After Soriano's death in 2015, his family created the Rafael Soriano Foundation, to encourage a deeper appreciation of his artwork as one of the major Latin American Artist of his time. In particular, this Foundation promotes exhibitions that focus on his work to be placed in museums and collections around the globe. They also maintain a main database that catalogues all works made solely by Soriano.

Aside from their main purpose they have donated two major paintings to the Smithsonian Art Museum. Paintings donated include Candor de la Alborada(Candor of Dawn) 1994 and Un Lugar Distante(A Distant Place) 1972.

==Exhibitions==
- "The Artist as Mystic" El Artista Como Mistico featured nearly a hundred paintings by Soriano as well as pastels and drawings also made by him. The theme was focused on his development as an artist by analyzing his early midway works such as his emigration where his style went through a change.
- October 2013 – May 2016 – The Smithsonian Museum featured it as part of its Latino Collection Artwork that explores how Latino Artist shaped the art movement of their time that influenced American art and culture.

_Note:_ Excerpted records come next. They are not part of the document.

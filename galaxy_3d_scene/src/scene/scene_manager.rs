//! Scene manager abstraction.
//!
//! A scene manager owns every object added to it, keeps them spatially
//! indexed, and answers the two per-frame queries of the scene layer:
//! "what is visible from this camera" and "what does this ray hit".

use slotmap::SlotMap;
use crate::batch::BatchData;
use crate::camera::Camera;
use crate::math::Ray;
use super::scene_node::NodeId;
use super::scene_object::{ObjectEntry, SceneObject, SceneObjectKey};

/// Predicate applied to picking candidates
pub type ObjectFilter<'a> = &'a dyn Fn(SceneObjectKey, &dyn SceneObject) -> bool;

/// Scene manager interface used by scene passes.
pub trait SceneManager {
    /// Take ownership of an object and index it.
    fn add_object(&mut self, object: Box<dyn SceneObject>) -> SceneObjectKey;

    /// Remove an object and hand it back to the caller.
    ///
    /// Returns `None` if the key is unknown (already removed).
    fn remove_object(&mut self, key: SceneObjectKey) -> Option<Box<dyn SceneObject>>;

    fn object(&self, key: SceneObjectKey) -> Option<&dyn SceneObject>;

    fn object_mut(&mut self, key: SceneObjectKey) -> Option<&mut dyn SceneObject>;

    /// Total number of objects, static and dynamic
    fn object_count(&self) -> usize;

    /// Holder node of an object (`None` when not in the spatial index)
    fn scene_node_of(&self, key: SceneObjectKey) -> Option<NodeId>;

    /// Per-frame update of every object, relocating the ones that moved.
    fn update(&mut self, delta_time: f32);

    /// Add every object visible from `camera` to `batch`.
    fn prepare_visible_objects(&mut self, camera: &Camera, batch: &mut BatchData);

    /// Nearest object hit by `ray` (nearest by bounding-sphere center),
    /// optionally restricted by `filter`.
    fn find_object(&mut self, ray: &Ray, filter: Option<ObjectFilter<'_>>) -> Option<SceneObjectKey>;
}

// ===== OBJECT STORE =====

/// Flat list of every object owned by a manager.
pub(crate) struct SceneObjectStore {
    objects: SlotMap<SceneObjectKey, ObjectEntry>,
}

impl SceneObjectStore {
    pub(crate) fn new() -> Self {
        Self {
            objects: SlotMap::with_key(),
        }
    }

    pub(crate) fn insert(&mut self, object: Box<dyn SceneObject>) -> SceneObjectKey {
        self.objects.insert(ObjectEntry::new(object))
    }

    pub(crate) fn remove(&mut self, key: SceneObjectKey) -> Option<ObjectEntry> {
        self.objects.remove(key)
    }

    pub(crate) fn get(&self, key: SceneObjectKey) -> Option<&ObjectEntry> {
        self.objects.get(key)
    }

    pub(crate) fn get_mut(&mut self, key: SceneObjectKey) -> Option<&mut ObjectEntry> {
        self.objects.get_mut(key)
    }

    pub(crate) fn iter_mut(&mut self) -> impl Iterator<Item = (SceneObjectKey, &mut ObjectEntry)> {
        self.objects.iter_mut()
    }

    pub(crate) fn len(&self) -> usize {
        self.objects.len()
    }
}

- January 30 to June 4, 2017 – McMullen Museum of Art
- June 29 to October 1, 2017 – Long Beach Museum of Art
- October 23 to January 28, 2018 – Patricia and Phillip Frost Art Museum. The McMullen Museum of Art organized the exhibition, Boston College collaborated with the Rafael Soriano Foundation and was curated by Elizabeth Thompson Goizueta.
- August 30 to October 22, 2017 – Coral Gable Museum displayed the "Real and Imagined: Abstract Art” from CINTAS that explored the art abstraction alongside other artists such as Mario Carreno, Jose Mijares, etc.